(Saved data entries)
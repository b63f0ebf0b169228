use askama::Template;
use axum::{
    http::StatusCode,
    response::{IntoResponse, Redirect, Response},
    routing::{delete, get},
    Json, Router,
};
use axum_extra::extract::cookie::PrivateCookieJar;
use chrono::Utc;
use serde_json::json;
use tracing::info;

use crate::{
    auth::CurrentUser,
    context::RequestContext,
    db::DbConnection,
    error::AppError,
    flash,
    forms::{Input, UrlParam},
    models::{
        expense::Expense,
        photo::Photo,
        trip::{Trip, TripFields, TripInput},
    },
    routes::{finish, render, Page},
    state::AppState,
};

const TRIP_COLUMNS: &str = "trip_id, user_id, destination, date, description, budget, created_at";

pub fn router() -> Router<AppState> {
    Router::new()
        .route("/trips", get(list_trips))
        .route("/trips/", get(list_trips))
        .route("/trip/:trip_id", get(show_trip))
        .route("/add_trip", get(new_trip_form).post(create_trip))
        .route(
            "/edit_trip/:trip_id",
            get(edit_trip_form).post(update_trip).put(update_trip),
        )
        .route(
            "/delete_trip/:trip_id",
            delete(delete_trip).post(delete_trip),
        )
}

/// Looks up a trip owned by `user_id`. Trips of other users are reported as
/// missing.
pub(crate) async fn find_owned_trip(
    conn: &mut DbConnection,
    user_id: i64,
    trip_id: i64,
) -> Result<Trip, AppError> {
    sqlx::query_as::<_, Trip>(&format!(
        "SELECT {TRIP_COLUMNS} FROM trip WHERE trip_id = ?1 AND user_id = ?2"
    ))
    .bind(trip_id)
    .bind(user_id)
    .fetch_optional(&mut *conn)
    .await?
    .ok_or_else(|| AppError::missing("trip", trip_id))
}

pub(crate) async fn list_owned_trips(
    conn: &mut DbConnection,
    user_id: i64,
) -> Result<Vec<Trip>, AppError> {
    let trips = sqlx::query_as::<_, Trip>(&format!(
        "SELECT {TRIP_COLUMNS} FROM trip WHERE user_id = ?1 ORDER BY date DESC, trip_id DESC"
    ))
    .bind(user_id)
    .fetch_all(&mut *conn)
    .await?;
    Ok(trips)
}

#[derive(Template)]
#[template(path = "trips/list.html")]
struct TripListTemplate {
    page: Page,
    trips: Vec<Trip>,
}

async fn list_trips(
    ctx: RequestContext,
    current: CurrentUser,
    jar: PrivateCookieJar,
) -> Result<Response, AppError> {
    let user = current.require_user()?;
    let trips = {
        let mut db = ctx.db().await?;
        list_owned_trips(&mut db, user.id).await?
    };

    if trips.is_empty() {
        if ctx.format().is_json() {
            return Err(AppError::NotFound("No trips found".into()));
        }
        return Ok((
            flash::push(jar, "No trips found yet, add your first one."),
            Redirect::to("/add_trip"),
        )
            .into_response());
    }
    if ctx.format().is_json() {
        return Ok(Json(json!({ "trips": trips })).into_response());
    }
    let (jar, page) = Page::take(&current, jar);
    Ok(render(jar, TripListTemplate { page, trips }))
}

#[derive(Template)]
#[template(path = "trips/detail.html")]
struct TripDetailTemplate {
    page: Page,
    trip: Trip,
    expenses: Vec<Expense>,
    expense_total: String,
    photos: Vec<Photo>,
}

async fn show_trip(
    ctx: RequestContext,
    current: CurrentUser,
    jar: PrivateCookieJar,
    UrlParam(trip_id): UrlParam<i64>,
) -> Result<Response, AppError> {
    let user = current.require_user()?;
    let mut db = ctx.db().await?;
    let trip = find_owned_trip(&mut db, user.id, trip_id).await?;
    if ctx.format().is_json() {
        return Ok(Json(json!({ "trip": trip })).into_response());
    }

    let expenses = sqlx::query_as::<_, Expense>(
        r#"SELECT expense_id, trip_id, description, date, amount, created_at
           FROM expense WHERE trip_id = ?1 ORDER BY amount DESC, expense_id DESC"#,
    )
    .bind(trip.trip_id)
    .fetch_all(&mut *db)
    .await?;
    let photos = sqlx::query_as::<_, Photo>(
        r#"SELECT photo_id, user_id, trip_id, file_path, created_at
           FROM photo WHERE trip_id = ?1 AND user_id = ?2 ORDER BY created_at DESC, photo_id DESC"#,
    )
    .bind(trip.trip_id)
    .bind(user.id)
    .fetch_all(&mut *db)
    .await?;
    drop(db);

    let expense_total = format!("{:.2}", expenses.iter().map(|e| e.amount).sum::<f64>());
    let (jar, page) = Page::take(&current, jar);
    Ok(render(
        jar,
        TripDetailTemplate {
            page,
            trip,
            expenses,
            expense_total,
            photos,
        },
    ))
}

/// String form of a trip for pre-filling the add/edit form.
#[derive(Debug, Clone, Default)]
struct TripForm {
    destination: String,
    date: String,
    description: String,
    budget: String,
}

impl From<&Trip> for TripForm {
    fn from(trip: &Trip) -> Self {
        Self {
            destination: trip.destination.clone(),
            date: trip.date.as_ref().map(|_| trip.date_display()).unwrap_or_default(),
            description: trip.description.clone(),
            budget: trip.budget.map(|b| b.to_string()).unwrap_or_default(),
        }
    }
}

#[derive(Template)]
#[template(path = "trips/form.html")]
struct TripFormTemplate {
    page: Page,
    heading: String,
    action: String,
    form: TripForm,
}

async fn new_trip_form(current: CurrentUser, jar: PrivateCookieJar) -> Response {
    let (jar, page) = Page::take(&current, jar);
    render(
        jar,
        TripFormTemplate {
            page,
            heading: "Add a New Trip".into(),
            action: "/add_trip".into(),
            form: TripForm::default(),
        },
    )
}

async fn create_trip(
    ctx: RequestContext,
    current: CurrentUser,
    jar: PrivateCookieJar,
    Input(input): Input<TripInput>,
) -> Result<Response, AppError> {
    let user = current.require_user()?;
    let fields = input.validate()?;
    let trip = {
        let mut db = ctx.db().await?;
        insert_trip(&mut db, user.id, &fields).await?
    };
    info!(trip_id = trip.trip_id, user_id = user.id, "trip created");

    let location = format!("/trip/{}", trip.trip_id);
    Ok(finish(
        ctx.format(),
        jar,
        StatusCode::CREATED,
        json!({ "message": "Trip was created successfully!", "trip": trip }),
        "Trip was created successfully!",
        &location,
    ))
}

async fn insert_trip(
    conn: &mut DbConnection,
    user_id: i64,
    fields: &TripFields,
) -> Result<Trip, AppError> {
    let trip = sqlx::query_as::<_, Trip>(&format!(
        r#"INSERT INTO trip (user_id, destination, date, description, budget, created_at)
           VALUES (?1, ?2, ?3, ?4, ?5, ?6)
           RETURNING {TRIP_COLUMNS}"#
    ))
    .bind(user_id)
    .bind(&fields.destination)
    .bind(&fields.date)
    .bind(&fields.description)
    .bind(fields.budget)
    .bind(Utc::now())
    .fetch_one(&mut *conn)
    .await?;
    Ok(trip)
}

async fn edit_trip_form(
    ctx: RequestContext,
    current: CurrentUser,
    jar: PrivateCookieJar,
    UrlParam(trip_id): UrlParam<i64>,
) -> Result<Response, AppError> {
    let user = current.require_user()?;
    let trip = {
        let mut db = ctx.db().await?;
        find_owned_trip(&mut db, user.id, trip_id).await?
    };
    let (jar, page) = Page::take(&current, jar);
    Ok(render(
        jar,
        TripFormTemplate {
            page,
            heading: "Edit Trip".into(),
            action: format!("/edit_trip/{trip_id}"),
            form: TripForm::from(&trip),
        },
    ))
}

async fn update_trip(
    ctx: RequestContext,
    current: CurrentUser,
    jar: PrivateCookieJar,
    UrlParam(trip_id): UrlParam<i64>,
    Input(input): Input<TripInput>,
) -> Result<Response, AppError> {
    let user = current.require_user()?;
    let trip = {
        let mut db = ctx.db().await?;
        find_owned_trip(&mut db, user.id, trip_id).await?;
        let fields = input.validate()?;
        sqlx::query_as::<_, Trip>(&format!(
            r#"UPDATE trip SET destination = ?1, date = ?2, description = ?3, budget = ?4
               WHERE trip_id = ?5 AND user_id = ?6
               RETURNING {TRIP_COLUMNS}"#
        ))
        .bind(&fields.destination)
        .bind(&fields.date)
        .bind(&fields.description)
        .bind(fields.budget)
        .bind(trip_id)
        .bind(user.id)
        .fetch_one(&mut *db)
        .await?
    };
    info!(trip_id, user_id = user.id, "trip updated");

    let location = format!("/trip/{trip_id}");
    Ok(finish(
        ctx.format(),
        jar,
        StatusCode::OK,
        json!({ "message": "Trip updated successfully!", "trip": trip }),
        "Trip updated successfully!",
        &location,
    ))
}

async fn delete_trip(
    ctx: RequestContext,
    current: CurrentUser,
    jar: PrivateCookieJar,
    UrlParam(trip_id): UrlParam<i64>,
) -> Result<Response, AppError> {
    let user = current.require_user()?;
    {
        let mut db = ctx.db().await?;
        find_owned_trip(&mut db, user.id, trip_id).await?;
        sqlx::query("DELETE FROM trip WHERE trip_id = ?1 AND user_id = ?2")
            .bind(trip_id)
            .bind(user.id)
            .execute(&mut *db)
            .await?;
    }
    info!(trip_id, user_id = user.id, "trip deleted");

    Ok(finish(
        ctx.format(),
        jar,
        StatusCode::OK,
        json!({ "message": "Trip deleted successfully!" }),
        "Trip deleted successfully!",
        "/trips/",
    ))
}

PROBLEM DESCRIPTION ▸ Count each line of the entries that holds the word "budget", then state the total and nothing more.

RESPONSE AREA ▸ 7